The genetic argument breaks down completely when you look at a strictly genetic disease, like color blindness. The rate of a genetic disease is constant, it doesn't increase or decrease. Autism has spiked in the past 20 years.

That said, genetics are involved nearly all conditions. If there's two boys in a car crash and one breaks his leg while the other doesn't, you could say one boy has genetics for a weaker leg bone. True, but why did his leg break ? It was the car crash.

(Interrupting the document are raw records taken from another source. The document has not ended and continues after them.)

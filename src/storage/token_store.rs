// src/storage/token_store.rs
// DOCUMENTATION: Persisted credential storage
// PURPOSE: Hold the access/refresh token pair under fixed key names

use crate::errors::{ClientError, ClientResult};
use crate::models::CredentialPair;
use std::collections::BTreeMap;
use std::fs;
use std::path::{Path, PathBuf};
use std::sync::{Mutex, RwLock};

/// Storage key of the access token
pub const ACCESS_TOKEN_KEY: &str = "token";

/// Storage key of the refresh token
pub const REFRESH_TOKEN_KEY: &str = "refreshToken";

/// String key-value storage holding the credential pair
/// DOCUMENTATION: Implementors only provide get/set/remove; token helpers
/// are shared. Empty values read back as absent.
pub trait TokenStore: Send + Sync {
    fn get(&self, key: &str) -> Option<String>;

    fn set(&self, key: &str, value: &str) -> ClientResult<()>;

    /// Remove every key in `keys` in one write
    fn remove(&self, keys: &[&str]) -> ClientResult<()>;

    fn access_token(&self) -> Option<String> {
        self.get(ACCESS_TOKEN_KEY).filter(|t| !t.is_empty())
    }

    fn refresh_token(&self) -> Option<String> {
        self.get(REFRESH_TOKEN_KEY).filter(|t| !t.is_empty())
    }

    fn set_access_token(&self, token: &str) -> ClientResult<()> {
        self.set(ACCESS_TOKEN_KEY, token)
    }

    fn set_refresh_token(&self, token: &str) -> ClientResult<()> {
        self.set(REFRESH_TOKEN_KEY, token)
    }

    /// Replace the stored pair
    fn save(&self, pair: &CredentialPair) -> ClientResult<()> {
        self.set_access_token(&pair.access_token)?;
        self.set_refresh_token(&pair.refresh_token)
    }

    /// Drop both tokens together
    fn clear(&self) -> ClientResult<()> {
        self.remove(&[ACCESS_TOKEN_KEY, REFRESH_TOKEN_KEY])
    }
}

/// Process-local store, lost on exit
#[derive(Default)]
pub struct MemoryTokenStore {
    values: RwLock<BTreeMap<String, String>>,
}

impl MemoryTokenStore {
    pub fn new() -> Self {
        Self::default()
    }

    pub fn with_pair(pair: &CredentialPair) -> Self {
        let store = Self::new();
        // Writes to the in-memory map cannot fail
        let _ = store.save(pair);
        store
    }
}

impl TokenStore for MemoryTokenStore {
    fn get(&self, key: &str) -> Option<String> {
        let values = self.values.read().unwrap_or_else(|e| e.into_inner());
        values.get(key).cloned()
    }

    fn set(&self, key: &str, value: &str) -> ClientResult<()> {
        let mut values = self.values.write().unwrap_or_else(|e| e.into_inner());
        values.insert(key.to_string(), value.to_string());
        Ok(())
    }

    fn remove(&self, keys: &[&str]) -> ClientResult<()> {
        let mut values = self.values.write().unwrap_or_else(|e| e.into_inner());
        for key in keys {
            values.remove(*key);
        }
        Ok(())
    }
}

/// JSON-file store that survives restarts
/// DOCUMENTATION: The file is a flat object `{"token": ..., "refreshToken": ...}`
/// rewritten on every change; reads are served from memory
pub struct FileTokenStore {
    path: PathBuf,
    values: Mutex<BTreeMap<String, String>>,
}

impl FileTokenStore {
    /// Open the store at `path`, loading existing values
    /// A missing file starts empty; an unreadable one is logged and ignored
    pub fn open(path: impl AsRef<Path>) -> ClientResult<Self> {
        let path = path.as_ref().to_path_buf();

        let values = match fs::read_to_string(&path) {
            Ok(raw) => serde_json::from_str(&raw).unwrap_or_else(|e| {
                log::warn!("Ignoring malformed token file {}: {}", path.display(), e);
                BTreeMap::new()
            }),
            Err(e) if e.kind() == std::io::ErrorKind::NotFound => BTreeMap::new(),
            Err(e) => {
                return Err(ClientError::Storage(format!(
                    "Failed to read {}: {}",
                    path.display(),
                    e
                )))
            }
        };

        Ok(Self {
            path,
            values: Mutex::new(values),
        })
    }

    pub fn path(&self) -> &Path {
        &self.path
    }

    fn persist(&self, values: &BTreeMap<String, String>) -> ClientResult<()> {
        if let Some(parent) = self.path.parent() {
            if !parent.as_os_str().is_empty() {
                fs::create_dir_all(parent).map_err(|e| {
                    ClientError::Storage(format!("Failed to create {}: {}", parent.display(), e))
                })?;
            }
        }

        let raw = serde_json::to_string_pretty(values)?;
        fs::write(&self.path, raw).map_err(|e| {
            ClientError::Storage(format!("Failed to write {}: {}", self.path.display(), e))
        })
    }
}

impl TokenStore for FileTokenStore {
    fn get(&self, key: &str) -> Option<String> {
        let values = self.values.lock().unwrap_or_else(|e| e.into_inner());
        values.get(key).cloned()
    }

    fn set(&self, key: &str, value: &str) -> ClientResult<()> {
        let mut values = self.values.lock().unwrap_or_else(|e| e.into_inner());
        values.insert(key.to_string(), value.to_string());
        self.persist(&values)
    }

    fn remove(&self, keys: &[&str]) -> ClientResult<()> {
        let mut values = self.values.lock().unwrap_or_else(|e| e.into_inner());
        for key in keys {
            values.remove(*key);
        }
        self.persist(&values)
    }
}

Or, simply put: Mercury-preserved vaccines, administered to male infants during their critical period of testosterone surge, cause autism. Reason: High testosterone renders mercury many times more potent. Potentiated mercury, in turn, raises testosterone levels even further. Hence, the vicious cycle is born. Add to this mix a less-than-optimal, genetically determined antioxidant system (e.g. low glutathione), and you have created the perfect storm: A highly toxic metal with no good way to eliminate it. It finds its way to the gut, where in a relatively brief period of time it wipes out entire colonies of beneficial bacteria. This creates a whole host of problems, not least of which is a weakened ability to break down certain proteins, including those found in cow's milk and wheat. Improperly digested, these proteins emit a chemical that mimics opiate, which attaches to the opiate receptors in the brain. After a brief period of euphoria, the brain becomes tolerant. Now the child is in a continuous state of protracted opiate withdrawal (i.e. autism).

Welcome to America in the 21st Century.